**TASK INSTRUCTIONS**.
The entries below contain a stretch that opens with the line containing "let mut pages = space.pages();" and closes with the line containing "pub fn sys_mmap(&self, process: &dyn"; set down that stretch exactly, both ends included, and nothing else.

DATA EXCERPTS Block Start

//! File mappings.
//!
//! `mmap` covers a whole file with shared file-backed pages that are loaded
//! lazily; `munmap` writes dirty pages back and drops them.

use super::page::{FileSpan, PageKind, VirtualPageEntry};
use crate::{
    fs::{self, with_file_lock, File, FileDescriptor},
    system::Vm,
    threading::process::{AddressSpace, Pages, Process},
};
use alloc::{sync::Arc, vec::Vec};
use kidneyos_shared::{
    mem::{is_page_aligned, is_user_vaddr, OFFSET, PAGE_FRAME_SIZE},
    println,
};
use kidneyos_syscalls::{EBADF, EEXIST, EINVAL, ENOMEM, MAP_FAILED, MUNMAP_ALL};

pub use kidneyos_syscalls::MapId;

#[derive(Debug)]
pub struct MappedRegion {
    id: MapId,
    file: Arc<dyn File>,
    /// Pages created so far, in address order.
    pages: Vec<usize>,
}

/// A process's mappings.
#[derive(Debug)]
pub struct MapList {
    regions: Vec<MappedRegion>,
    next_id: MapId,
}

impl Default for MapList {
    fn default() -> Self {
        Self {
            regions: Vec::new(),
            next_id: 1,
        }
    }
}

impl MapList {
    pub fn len(&self) -> usize {
        self.regions.len()
    }

    pub fn is_empty(&self) -> bool {
        self.regions.is_empty()
    }

    fn region_mut(&mut self, id: MapId) -> Option<&mut MappedRegion> {
        self.regions.iter_mut().find(|region| region.id == id)
    }

    fn take(&mut self, which: Unmap) -> Vec<MappedRegion> {
        match which {
            Unmap::All => core::mem::take(&mut self.regions),
            Unmap::One(id) => {
                let (taken, kept): (Vec<_>, Vec<_>) = core::mem::take(&mut self.regions)
                    .into_iter()
                    .partition(|region| region.id == id);
                self.regions = kept;
                taken
            }
        }
    }
}

/// Which mappings `munmap` removes.
#[derive(Debug, Clone, Copy, PartialEq, Eq)]
pub enum Unmap {
    One(MapId),
    All,
}

impl From<MapId> for Unmap {
    fn from(id: MapId) -> Self {
        if id == MUNMAP_ALL {
            Self::All
        } else {
            Self::One(id)
        }
    }
}

#[derive(Debug, Clone, Copy, PartialEq, Eq)]
pub enum MmapError {
    BadFileDescriptor,
    /// Outside user memory, or the file would run into kernel memory.
    BadAddress,
    Misaligned,
    EmptyFile,
    /// Some page of the range already has an entry.
    Overlap,
    /// The process has used up its mapping ids.
    OutOfIds,
    Io(fs::Error),
}

impl core::fmt::Display for MmapError {
    fn fmt(&self, f: &mut core::fmt::Formatter<'_>) -> core::fmt::Result {
        match self {
            Self::BadFileDescriptor => write!(f, "bad file descriptor"),
            Self::BadAddress => write!(f, "address outside user memory"),
            Self::Misaligned => write!(f, "address not page aligned"),
            Self::EmptyFile => write!(f, "file is empty"),
            Self::Overlap => write!(f, "range overlaps existing pages"),
            Self::OutOfIds => write!(f, "no mapping ids left"),
            Self::Io(e) => write!(f, "{e}"),
        }
    }
}

impl core::error::Error for MmapError {}

impl MmapError {
    pub fn to_isize(self) -> isize {
        match self {
            Self::BadFileDescriptor => EBADF,
            Self::BadAddress | Self::Misaligned | Self::EmptyFile => EINVAL,
            Self::Overlap => EEXIST,
            Self::OutOfIds => ENOMEM,
            Self::Io(e) => e.to_isize(),
        }
    }
}

/// Unmaps a region that is still being built if `mmap` bails out.
struct RegionGuard<'a> {
    vm: &'a Vm,
    space: &'a Arc<AddressSpace>,
    id: Option<MapId>,
}

impl RegionGuard<'_> {
    fn commit(mut self) -> MapId {
        self.id.take().unwrap_or(MAP_FAILED)
    }
}

impl Drop for RegionGuard<'_> {
    fn drop(&mut self) {
        if let Some(id) = self.id {
            self.vm.munmap(self.space, Unmap::One(id));
        }
    }
}

impl Vm {
    /// Map the whole file open as `fd` at `vaddr`.
    pub fn mmap(
        &self,
        process: &dyn Process,
        fd: FileDescriptor,
        vaddr: usize,
    ) -> Result<MapId, MmapError> {
        let file = process.file(fd).ok_or(MmapError::BadFileDescriptor)?;
        if !is_user_vaddr(vaddr) {
            return Err(MmapError::BadAddress);
        }
        if !is_page_aligned(vaddr) {
            return Err(MmapError::Misaligned);
        }

        let (file, length) = with_file_lock(|| -> fs::Result<_> {
            let file = file.reopen()?;
            let length = file.length();
            Ok((file, length))
        })
        .map_err(MmapError::Io)?;

        let end = usize::try_from(length)
            .ok()
            .and_then(|length| vaddr.checked_add(length));
        let (length, end) = match end {
            _ if length == 0 => Err(MmapError::EmptyFile),
            Some(end) if end <= OFFSET => Ok((end - vaddr, end)),
            _ => Err(MmapError::BadAddress),
        }
        .inspect_err(|_| with_file_lock(|| file.close()))?;

        let space = process.address_space();
        let id = {
            let mut maps = space.mappings();
            let id = maps.next_id;
            id.checked_add(1).map(|next| {
                maps.next_id = next;
                maps.regions.push(MappedRegion {
                    id,
                    file: Arc::clone(&file),
                    pages: Vec::new(),
                });
                id
            })
        };
        let Some(id) = id else {
            with_file_lock(|| file.close());
            return Err(MmapError::OutOfIds);
        };
        let guard = RegionGuard {
            vm: self,
            space,
            id: Some(id),
        };

        for (i, page) in (vaddr..end).step_by(PAGE_FRAME_SIZE).enumerate() {
            let offset = i * PAGE_FRAME_SIZE;
            let read_bytes = PAGE_FRAME_SIZE.min(length - offset);
            let span = FileSpan {
                file: Arc::clone(&file),
                offset: offset as u64,
                read_bytes,
                zero_bytes: PAGE_FRAME_SIZE - read_bytes,
                shared: true,
            };

            if !space.insert_page(VirtualPageEntry::file_backed(page, span, true)) {
                if self.config.trace {
                    println!("mmap: {page:#x} already mapped in pid {}", space.pid());
                }
                return Err(MmapError::Overlap);
            }
            if let Some(region) = space.mappings().region_mut(id) {
                region.pages.push(page);
            }
        }

        if self.config.trace {
            println!(
                "mmap: pid {} mapped {length} bytes at {vaddr:#x} as {id}",
                space.pid()
            );
        }
        Ok(guard.commit())
    }

    /// Remove mappings of `space`, writing dirty pages back to their files.
    /// Returns how many regions were removed.
    pub fn munmap(&self, space: &Arc<AddressSpace>, which: Unmap) -> usize {
        let regions = space.mappings().take(which);

        for region in &regions {
            for &page in &region.pages {
                self.unmap_page(space, page);
            }
            with_file_lock(|| region.file.close());

            if self.config.trace {
                println!("munmap: pid {} unmapped {}", space.pid(), region.id);
            }
        }

        regions.len()
    }

    fn unmap_page(&self, space: &Arc<AddressSpace>, page: usize) {
        let mut frames = self.frames.lock();
        let mut pages = space.pages();
        let Pages { page_dir, spt } = &mut *pages;

        let Some(entry) = spt.remove(page) else {
            return;
        };

        if let Some(id) = entry.frame() {
            if let PageKind::FileBacked(span) = entry.kind() {
                if page_dir.is_dirty(page) {
                    // SAFETY: the frame table is locked, so the frame stays
                    // put, and the page lock keeps user copies out.
                    let bytes = unsafe { frames.frame(id).as_slice() };
                    if span.write_back(page, bytes) {
                        frames.stats_mut().write_backs += 1;
                    }
                }
            }
            page_dir.clear(page);
            frames.release(id);
        } else if let Some(slot) = entry.swap_slot() {
            self.swap.lock().free(slot);
        }
    }

    /// `mmap` for the syscall layer: the mapping id, or `MAP_FAILED`.
    pub fn sys_mmap(&self, process: &dyn Process, fd: FileDescriptor, addr: usize) -> isize {
        match self.mmap(process, fd, addr) {
            Ok(id) => id as isize,
            Err(e) => {
                if self.config.trace {
                    println!("{}: mmap({fd}, {addr:#x}) failed: {e}", process.name());
                }
                MAP_FAILED as isize
            }
        }
    }

    /// `munmap` for the syscall layer. Unknown ids are rejected; `-1` never is.
    pub fn sys_munmap(&self, process: &dyn Process, id: MapId) -> isize {
        let which = Unmap::from(id);
        match self.munmap(process.address_space(), which) {
            0 if which != Unmap::All => -EINVAL,
            _ => 0,
        }
    }
}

DATA EXCERPTS Block End

**RESULT OF THIS TASK**.
        let mut pages = space.pages();
        let Pages { page_dir, spt } = &mut *pages;

        let Some(entry) = spt.remove(page) else {
            return;
        };

        if let Some(id) = entry.frame() {
            if let PageKind::FileBacked(span) = entry.kind() {
                if page_dir.is_dirty(page) {
                    // SAFETY: the frame table is locked, so the frame stays
                    // put, and the page lock keeps user copies out.
                    let bytes = unsafe { frames.frame(id).as_slice() };
                    if span.write_back(page, bytes) {
                        frames.stats_mut().write_backs += 1;
                    }
                }
            }
            page_dir.clear(page);
            frames.release(id);
        } else if let Some(slot) = entry.swap_slot() {
            self.swap.lock().free(slot);
        }
    }

    /// `mmap` for the syscall layer: the mapping id, or `MAP_FAILED`.
    pub fn sys_mmap(&self, process: &dyn Process, fd: FileDescriptor, addr: usize) -> isize {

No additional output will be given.